(Saved data entries)

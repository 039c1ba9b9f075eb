use chrono::{DateTime, Utc};
use modsim_rust_core::upgrades::PurchaseReceipt;
use modsim_rust_core::{
    FactCheckOutcome, FeedEntry, FeedSpeed, FinalGameStats, GamePhase, GameSession,
    ModerationAction, ModerationOutcome, ScoreBreakdown, SessionError, TweetId,
};
use serde::Serialize;
use std::collections::HashMap;
use tokio::sync::oneshot;
use uuid::Uuid;

/// Player command sent to the session task
#[derive(Debug)]
pub enum SessionCommand {
    Start {
        hashtag: Option<String>,
        reply: oneshot::Sender<Result<(), SessionError>>,
    },
    Moderate {
        tweet_id: TweetId,
        action: ModerationAction,
        reply: oneshot::Sender<Option<ModerationOutcome>>,
    },
    SetSpeed {
        speed: FeedSpeed,
    },
    Purchase {
        upgrade_id: String,
        reply: oneshot::Sender<anyhow::Result<PurchaseReceipt>>,
    },
    PlayAgain {
        reply: oneshot::Sender<Result<(), SessionError>>,
    },
}

/// Read-only view of the session, published after every change
#[derive(Debug, Clone, Serialize)]
pub struct SessionSnapshot {
    pub session_id: Option<Uuid>,
    pub phase: GamePhase,
    pub hashtag: Option<String>,
    pub speed: FeedSpeed,
    pub time_remaining_ms: u64,
    pub score: i64,
    pub base_score: i64,
    pub time_score: i64,
    pub breakdown: ScoreBreakdown,
    pub fact_checks_remaining: u32,
    /// Visible feed, newest first
    pub feed: Vec<FeedEntry>,
    pub fact_checks: HashMap<TweetId, FactCheckOutcome>,
    pub final_stats: Option<FinalGameStats>,
    pub money: Option<i64>,
    pub last_error: Option<String>,
}

impl SessionSnapshot {
    pub fn capture(
        session: &GameSession,
        session_id: Option<Uuid>,
        money: Option<i64>,
        last_error: Option<String>,
    ) -> Self {
        let scoring = session.scoring();
        Self {
            session_id,
            phase: session.phase(),
            hashtag: session.hashtag().map(str::to_string),
            speed: session.speed(),
            time_remaining_ms: session.time_remaining_ms(),
            score: scoring.score(),
            base_score: scoring.base_score(),
            time_score: scoring.time_score(),
            breakdown: scoring.breakdown(),
            fact_checks_remaining: scoring.fact_checks_remaining(),
            feed: session.feed().cloned().collect(),
            fact_checks: session.fact_checks().clone(),
            final_stats: session.final_stats().cloned(),
            money,
            last_error,
        }
    }

    pub fn entry(&self, tweet_id: &str) -> Option<&FeedEntry> {
        self.feed.iter().find(|e| e.id() == tweet_id)
    }
}

/// Emitted once per session when it reaches gameover
#[derive(Debug, Clone, Serialize)]
pub struct SessionReport {
    pub session_id: Uuid,
    pub stats: FinalGameStats,
    pub finished_at: DateTime<Utc>,
}
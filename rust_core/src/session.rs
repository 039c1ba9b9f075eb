//! Game session state machine.
//!
//! `welcome -> loading -> playing -> gameover -> welcome`, plus
//! `loading -> welcome` when the backlog cannot be loaded.
//!
//! [`GameSession`] owns the clock, the feed scheduler and the scoring engine
//! and only lets them mutate while `playing`. It has no notion of wall time:
//! the caller drives it with ticks and session-relative milliseconds.

use crate::clock::{ClockTick, SessionClock};
use crate::error::SessionError;
use crate::feed::FeedScheduler;
use crate::game_config::GameConfig;
use crate::models::{
    FactCheckOutcome, FeedEntry, FeedSpeed, FinalGameStats, GamePhase, ModerationAction, Tweet,
    TweetId,
};
use crate::scoring::{ScoredAction, ScoringEngine};
use crate::upgrades::UpgradeEffects;
use rand::seq::SliceRandom;
use rand::Rng;
use std::collections::HashMap;
use std::time::Duration;
use tracing::{debug, info};

/// Result of entering `playing`
#[derive(Debug, Clone, PartialEq)]
pub struct SessionStart {
    pub feed_period: Duration,
    /// Tweet injected right away, before the first refresh
    pub first_tweet: Option<TweetId>,
}

#[derive(Debug, Clone, PartialEq)]
pub struct ModerationOutcome {
    pub tweet: Tweet,
    pub action: ModerationAction,
    pub scored: ScoredAction,
}

#[derive(Debug)]
pub struct GameSession {
    config: GameConfig,
    phase: GamePhase,
    hashtag: Option<String>,
    speed: FeedSpeed,
    clock: SessionClock,
    feed: FeedScheduler,
    scoring: ScoringEngine,
    fact_checks: HashMap<TweetId, FactCheckOutcome>,
    final_stats: Option<FinalGameStats>,
}

impl GameSession {
    pub fn new(config: GameConfig) -> Self {
        Self {
            clock: SessionClock::new(&config),
            feed: FeedScheduler::new(&config),
            scoring: ScoringEngine::new(&config, UpgradeEffects::default()),
            config,
            phase: GamePhase::Welcome,
            hashtag: None,
            speed: FeedSpeed::default(),
            fact_checks: HashMap::new(),
            final_stats: None,
        }
    }

    fn require(&self, phase: GamePhase, event: &'static str) -> Result<(), SessionError> {
        if self.phase != phase {
            return Err(SessionError::IllegalTransition {
                from: self.phase,
                event,
            });
        }
        Ok(())
    }

    /// welcome -> loading
    pub fn begin_loading(&mut self, hashtag: Option<String>) -> Result<(), SessionError> {
        self.require(GamePhase::Welcome, "start")?;
        self.hashtag = hashtag.filter(|h| !h.trim().is_empty());
        self.phase = GamePhase::Loading;
        info!(
            "Loading tweets for {}",
            self.hashtag.as_deref().unwrap_or("all hashtags")
        );
        Ok(())
    }

    /// loading -> playing, shuffling the backlog with the thread RNG
    pub fn ready(
        &mut self,
        tweets: Vec<Tweet>,
        effects: UpgradeEffects,
    ) -> Result<SessionStart, SessionError> {
        self.ready_with_rng(tweets, effects, &mut rand::thread_rng())
    }

    pub fn ready_with_rng<R: Rng + ?Sized>(
        &mut self,
        mut tweets: Vec<Tweet>,
        effects: UpgradeEffects,
        rng: &mut R,
    ) -> Result<SessionStart, SessionError> {
        self.require(GamePhase::Loading, "ready")?;
        if tweets.is_empty() {
            self.phase = GamePhase::Welcome;
            return Err(SessionError::EmptyBacklog);
        }
        tweets.shuffle(rng);
        let backlog_len = tweets.len();

        self.scoring = ScoringEngine::new(&self.config, effects);
        self.fact_checks.clear();
        self.final_stats = None;
        self.feed.load(tweets);
        self.clock.start();
        let feed_period = self.feed.start(self.speed);
        self.phase = GamePhase::Playing;

        let first_tweet = self.feed.tick(0, self.clock.time_remaining_ms());
        info!(
            "Session started: {} tweets, {} fact checks, feed every {:?}",
            backlog_len,
            self.scoring.fact_checks_remaining(),
            feed_period
        );
        Ok(SessionStart {
            feed_period,
            first_tweet,
        })
    }

    /// loading -> welcome
    pub fn abort_loading(&mut self) -> Result<(), SessionError> {
        self.require(GamePhase::Loading, "abort loading")?;
        self.phase = GamePhase::Welcome;
        Ok(())
    }

    /// One clock step. Expiry moves the session to gameover.
    pub fn tick_clock(&mut self) -> ClockTick {
        if self.phase != GamePhase::Playing {
            return ClockTick::Idle;
        }
        let tick = self.clock.tick();
        if tick == ClockTick::Expired {
            self.finish();
        }
        tick
    }

    pub fn tick_feed(&mut self, now_ms: u64) -> Option<TweetId> {
        if self.phase != GamePhase::Playing {
            return None;
        }
        self.feed.tick(now_ms, self.clock.time_remaining_ms())
    }

    pub fn tick_time_score(&mut self) -> Option<i64> {
        if self.phase != GamePhase::Playing {
            return None;
        }
        Some(self.scoring.tick_time_score())
    }

    /// Clear the `is_new` flag of a fresh entry
    pub fn settle(&mut self, id: &str) -> bool {
        self.phase == GamePhase::Playing && self.feed.settle(id)
    }

    /// Change the feed speed. Returns the new period when the schedule must restart.
    pub fn set_speed(&mut self, speed: FeedSpeed) -> Option<Duration> {
        self.speed = speed;
        if self.phase != GamePhase::Playing {
            return None;
        }
        Some(self.feed.start(speed))
    }

    /// Apply a player action to a visible tweet. `None` outside `playing` or for unknown ids.
    pub fn moderate(
        &mut self,
        id: &str,
        action: ModerationAction,
        now_ms: u64,
    ) -> Option<ModerationOutcome> {
        if self.phase != GamePhase::Playing {
            return None;
        }

        if action == ModerationAction::FactCheck {
            let entry = self.feed.entry(id)?;
            let tweet = entry.tweet.clone();
            let reaction_ms = entry.reaction_ms(now_ms);
            let scored = self.scoring.record_moderation(&tweet, action, reaction_ms);
            return Some(ModerationOutcome {
                tweet,
                action,
                scored,
            });
        }

        let entry = self.feed.remove(id)?;
        let scored = self
            .scoring
            .record_moderation(&entry.tweet, action, entry.reaction_ms(now_ms));
        debug!("{} {} -> {:?}", action, id, scored);
        Some(ModerationOutcome {
            tweet: entry.tweet,
            action,
            scored,
        })
    }

    /// Attach fact-check evidence. Ignored unless `playing`.
    pub fn record_fact_check(&mut self, id: &str, outcome: FactCheckOutcome) -> bool {
        if self.phase != GamePhase::Playing {
            debug!("Dropping fact check for {} outside of play", id);
            return false;
        }
        self.fact_checks.insert(id.to_string(), outcome);
        true
    }

    /// playing -> gameover
    pub fn expire(&mut self) -> Result<&FinalGameStats, SessionError> {
        self.require(GamePhase::Playing, "expire")?;
        self.clock.stop();
        Ok(self.finish())
    }

    fn finish(&mut self) -> &FinalGameStats {
        self.feed.stop();
        let missed = self.scoring.finalize(self.feed.shown().iter());
        self.feed.clear_visible();
        self.phase = GamePhase::GameOver;

        let breakdown = self.scoring.breakdown();
        let stats = FinalGameStats {
            score: self.scoring.score(),
            base_score: self.scoring.base_score(),
            time_score: self.scoring.time_score(),
            speed_bonus: breakdown.speed_bonus,
            messages_handled: self.scoring.messages_handled(),
            correct_flags: breakdown.correct_flags,
            incorrect_flags: breakdown.incorrect_flags,
            missed_misinformation: missed,
            total_messages: self.feed.shown().len() as u32,
            selected_hashtag: self.hashtag.clone(),
        };
        info!(
            "Session over: score {} ({} base + {} time), {} missed",
            stats.score, stats.base_score, stats.time_score, missed
        );
        self.final_stats.insert(stats)
    }

    /// gameover -> welcome, resetting all per-session state
    pub fn play_again(&mut self) -> Result<(), SessionError> {
        self.require(GamePhase::GameOver, "play again")?;
        let speed = self.speed;
        *self = Self::new(self.config.clone());
        self.speed = speed;
        Ok(())
    }

    pub fn phase(&self) -> GamePhase {
        self.phase
    }

    pub fn config(&self) -> &GameConfig {
        &self.config
    }

    pub fn hashtag(&self) -> Option<&str> {
        self.hashtag.as_deref()
    }

    pub fn speed(&self) -> FeedSpeed {
        self.speed
    }

    pub fn time_remaining_ms(&self) -> u64 {
        self.clock.time_remaining_ms()
    }

    pub fn scoring(&self) -> &ScoringEngine {
        &self.scoring
    }

    pub fn feed(&self) -> impl Iterator<Item = &FeedEntry> {
        self.feed.visible()
    }

    pub fn fact_check(&self, id: &str) -> Option<&FactCheckOutcome> {
        self.fact_checks.get(id)
    }

    pub fn fact_checks(&self) -> &HashMap<TweetId, FactCheckOutcome> {
        &self.fact_checks
    }

    pub fn final_stats(&self) -> Option<&FinalGameStats> {
        self.final_stats.as_ref()
    }
}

[Problem to solve]: For the records above, state how many lines contain "Some", and nothing more.

[Written response]: 4